Yapılan yargılama, katılanın tutarlı beyanı, katılan ile sanık … ve daha önce mahkumiyet hükmü onanan … arasında daha önceye dayalı herhangi bir husumetin bulunmadığı, bu nedenle katılanın sanık … ile …’a yönelik iftira atma noktasında bir nedeninin bulunmayışı, Adana Kriminal Polis Laboratuvarı Müdürlüğünce düzenlenen uzmanlık raporu ve tüm dosya kapsamı bütün olarak incelenerek, … ve sanık …’in fikir ve eylem birliği içerisinde harekete ederek …’un katılanın vücuduna organ sokmak suretiyle cinsel saldırıda bulunduğu, sanık …’in de katılanın ayakkabısını çıkartmak ve taytını çekmek suretiyle …’a yardım ettiği, hatta ispatlanamayan ancak katılanın samimi bulunan beyanına göre sanık …’in olayı telefon ile kameraya çekmek suretiyle …’un eylemine iştirak ettiği, ayrıca …’un eylemini gerçekleştirdikten sonra sanık …’in de cinsel saldırıda bulunacağı sırada katılanın sanık …’i ittirerek elinden kurtulduğu, sanık …’in teşebbüste kalan ikinci eyleminin 5237 sayılı Kanun’un 43 üncü maddesinin uygulanmasına vücut verdiği, zira bir suçun temel şekli ile daha ağır veya daha az cezayı gerektiren nitelikli şekillerinin aynı suç sayılacağının kanunda düzenlendiği, bu itibarla … ve sanık …’in fikir ve eylem birliği içinde hareket ederek katılana yönelik vücuda organ sokmak suretiyle cinsel saldırı suçunu işledikleri, sanık …’in aynı suç işleme kararının icrası kapsamında birden fazla eylemde bulunduğu anlaşılarak 5237 sayılı Kanun’un 43 üncü maddesine göre cezasında 1/4 artırıma gidilerek cezalandırılmasına, sanık …’in katılana görüntüleri youtube isimli video barındırma wep sitesine koymak ile tehdit ederek tecavüzü kimseye söylememesini beyan ederek kendisine ve …’a yarar sağlamak maksadıyla katılanın şeref veya saygınlığına zarar verecek nitelikteki hususların açıklanacağı tehdidinde bulunarak katılana karşı şantaj suçunu işlediği sabit kabul edilerek sanığın cezalandırılmasına karar verilmiştir.

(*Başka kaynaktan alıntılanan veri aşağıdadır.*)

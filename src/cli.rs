//! Command-line interface for the AIMO engine (`spec.md` §6, §6.1).

use aimo_config::config::CliArgs;
use aimo_config::Config;
use aimo_core::exit_codes::ExitCode;
use aimo_core::AimoError;
use aimo_orchestrator::stages::report;
use aimo_orchestrator::{run_pipeline, EngineContext, KpiBlock};
use aimo_persistence::PersistenceGateway;
use anyhow::{Context, Result};
use camino::Utf8PathBuf;
use clap::{Parser, Subcommand};

/// `aimo` — ingest security-proxy/firewall logs, classify shadow-AI risk
/// candidates, and emit an AIMO Standard Evidence Bundle.
#[derive(Parser)]
#[command(name = "aimo")]
#[command(about = "Audit-grade shadow-AI discovery engine emitting AIMO Standard evidence bundles")]
#[command(long_about = r#"
aimo ingests CSV/JSON/JSONL security-proxy or firewall logs, canonicalizes
each event, extracts A/B/C risk candidates, classifies them with the rule
engine and an LLM fallback, and emits a validator-passing Evidence Bundle.

EXAMPLES:
  # Run the full pipeline against a Palo Alto export
  aimo traffic.csv --vendor paloalto --db-path run.db --output-dir out/

  # Ingest and detect candidates without classifying or emitting a bundle
  aimo traffic.csv --db-path run.db --dry-run

  # Check on a previous run without resuming it
  aimo status 4f2a9c1e8b7d0a3f --db-path run.db --json

CONFIGURATION:
  Layered: built-in defaults < .aimo/config.toml (discovered upward from the
  current directory, or given explicitly with --config) < environment
  variables < CLI flags.
"#)]
#[command(version)]
pub struct Cli {
    /// Input log file to ingest (CSV, JSON array-of-objects, or JSONL)
    pub input_file: Option<Utf8PathBuf>,

    /// Vendor mapping to apply (default "paloalto")
    #[arg(long)]
    pub vendor: Option<String>,

    /// Path to the embedded analytical database file
    #[arg(long)]
    pub db_path: Option<Utf8PathBuf>,

    /// Directory the Evidence Bundle is written into
    #[arg(long)]
    pub output_dir: Option<Utf8PathBuf>,

    /// AIMO Standard version to resolve
    #[arg(long)]
    pub standard_version: Option<String>,

    /// Skip the Standard pinning check (requires AIMO_ALLOW_SKIP_PINNING=1)
    #[arg(long)]
    pub skip_pin_check: bool,

    /// Explicit config file path, overriding discovery
    #[arg(long)]
    pub config: Option<Utf8PathBuf>,

    /// Debug-level structured logging
    #[arg(short, long)]
    pub verbose: bool,

    /// Run ingest/normalize/detect only; print the KPI block and stop
    /// before classification and bundle emission
    #[arg(long)]
    pub dry_run: bool,

    #[command(subcommand)]
    pub command: Option<Commands>,
}

#[derive(Subcommand)]
pub enum Commands {
    /// Print a persisted run's stage, status, and KPI block without
    /// resuming it
    Status {
        /// Run ID to look up
        run_id: String,

        /// Output as JSON instead of a human-readable summary
        #[arg(long)]
        json: bool,
    },
}

/// Entry point called by `main.rs`. Handles all output, including errors;
/// `main.rs` only maps the returned `ExitCode` to `std::process::exit`.
pub fn run() -> Result<(), ExitCode> {
    let cli = Cli::parse();
    init_tracing(cli.verbose);
    execute(cli).map_err(handle_error)
}

fn execute(cli: Cli) -> Result<()> {
    let cli_args = CliArgs {
        config_path: cli.config.clone(),
        vendor: cli.vendor.clone(),
        db_path: cli.db_path.clone(),
        output_dir: cli.output_dir.clone(),
        standard_version: cli.standard_version.clone(),
        skip_pin_check: cli.skip_pin_check,
        verbose: cli.verbose,
        dry_run: cli.dry_run,
    };

    let config = Config::discover(&cli_args).context("loading configuration")?;

    match &cli.command {
        Some(Commands::Status { run_id, json }) => execute_status_command(&config, run_id, *json),
        None => execute_run_command(&cli, config),
    }
}

fn execute_run_command(cli: &Cli, config: Config) -> Result<()> {
    let input_file = cli
        .input_file
        .clone()
        .context("an <input_file> is required unless using the `status` subcommand")?;

    let ctx = EngineContext::build(config).context("building engine context")?;
    let rt = tokio::runtime::Runtime::new().context("creating async runtime")?;
    let report = rt.block_on(run_pipeline(&ctx, &input_file))?;

    tracing::info!(run_id = %report.run_id, dry_run = report.dry_run, "run complete");
    print_kpi(&report.run_id, report.dry_run, &report.kpi);
    Ok(())
}

fn execute_status_command(config: &Config, run_id: &str, json: bool) -> Result<()> {
    let db_path = config.paths.db_path.clone().context("--db-path (or [paths] db_path) is required")?;
    let temp_dir = db_path.parent().map(|p| p.join(".aimo-tmp")).unwrap_or_else(|| Utf8PathBuf::from(".aimo-tmp"));
    std::fs::create_dir_all(&temp_dir).with_context(|| format!("creating persistence temp dir {temp_dir}"))?;
    let gateway = PersistenceGateway::open(&db_path, &temp_dir, config.persistence.queue_capacity).context("opening persistence gateway")?;

    let run = gateway
        .get_run(run_id)
        .context("reading run")?
        .with_context(|| format!("no run found with id '{run_id}'"))?;
    let input_rows = report::sum_input_rows(&gateway, run_id).context("summing persisted input rows")?;
    let kpi = report::build_kpi(&gateway, run_id, input_rows).context("building KPI block")?;

    if json {
        let payload = serde_json::json!({ "run": run, "kpi": kpi });
        println!("{}", serde_json::to_string_pretty(&payload)?);
    } else {
        println!("run {} — {:?} (last completed stage {})", run.run_id, run.status, run.last_completed_stage);
        print_kpi(&run.run_id, false, &kpi);
    }
    Ok(())
}

fn print_kpi(run_id: &str, dry_run: bool, kpi: &KpiBlock) {
    println!("run_id: {run_id}{}", if dry_run { " (dry-run, resumable)" } else { "" });
    println!("  input_rows:          {}", kpi.input_rows);
    println!("  unique_signatures:   {}", kpi.unique_signatures);
    println!("  candidates (A/B/C):  {}/{}/{}", kpi.a_count, kpi.b_count, kpi.c_count);
    println!("  cache_hits:          {}", kpi.cache_hits);
    println!("  rule_matched:        {}", kpi.rule_matched);
    println!("  llm_analyzed:        {}", kpi.llm_analyzed);
    println!("  llm_skipped_budget:  {}", kpi.llm_skipped_budget);
    println!("  needs_review:        {}", kpi.needs_review);
    println!("  failed_permanent:    {}", kpi.failed_permanent);
    if let Some(path) = &kpi.bundle_path {
        let verdict = if kpi.bundle_validation_passed == Some(true) { "passed" } else { "FAILED" };
        println!("  bundle:              {path} (validation {verdict})");
    }
}

fn init_tracing(verbose: bool) {
    let level = if verbose { tracing::Level::DEBUG } else { tracing::Level::INFO };
    tracing_subscriber::fmt().with_max_level(level).init();
}

fn handle_error(err: anyhow::Error) -> ExitCode {
    if let Some(aimo_err) = err.downcast_ref::<AimoError>() {
        eprintln!("error: {}", aimo_err.user_message());
        aimo_err.to_exit_code()
    } else {
        eprintln!("error: {err:#}");
        ExitCode::GENERIC_FAILURE
    }
}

B. Bölge Adliye Mahkemesinin Kabulü
Her ne kadar sanık … hakkında iddianamede 5237 sayılı Kanun’un 43 üncü maddesinin uygulanması istenmediği halde 5271 sayılı Kanun’un 226 ncı maddesi uyarınca ek savunma hakkı verilmeden bu madde uygulanmış ise de sanık … ve müdafiinin bulunduğu celsede Cumhuriyet savcısının 5237 sayılı Kanun’un 43 üncü maddesinden mütalaa verdiği, sanık … müdafiinin de mütalaaya karşı savunma yaptıkları, bu nedenle savunma hakkının kısıtlanmadığı anlaşılmakla bu husus yeniden yargılama sebebi yapılmamıştır.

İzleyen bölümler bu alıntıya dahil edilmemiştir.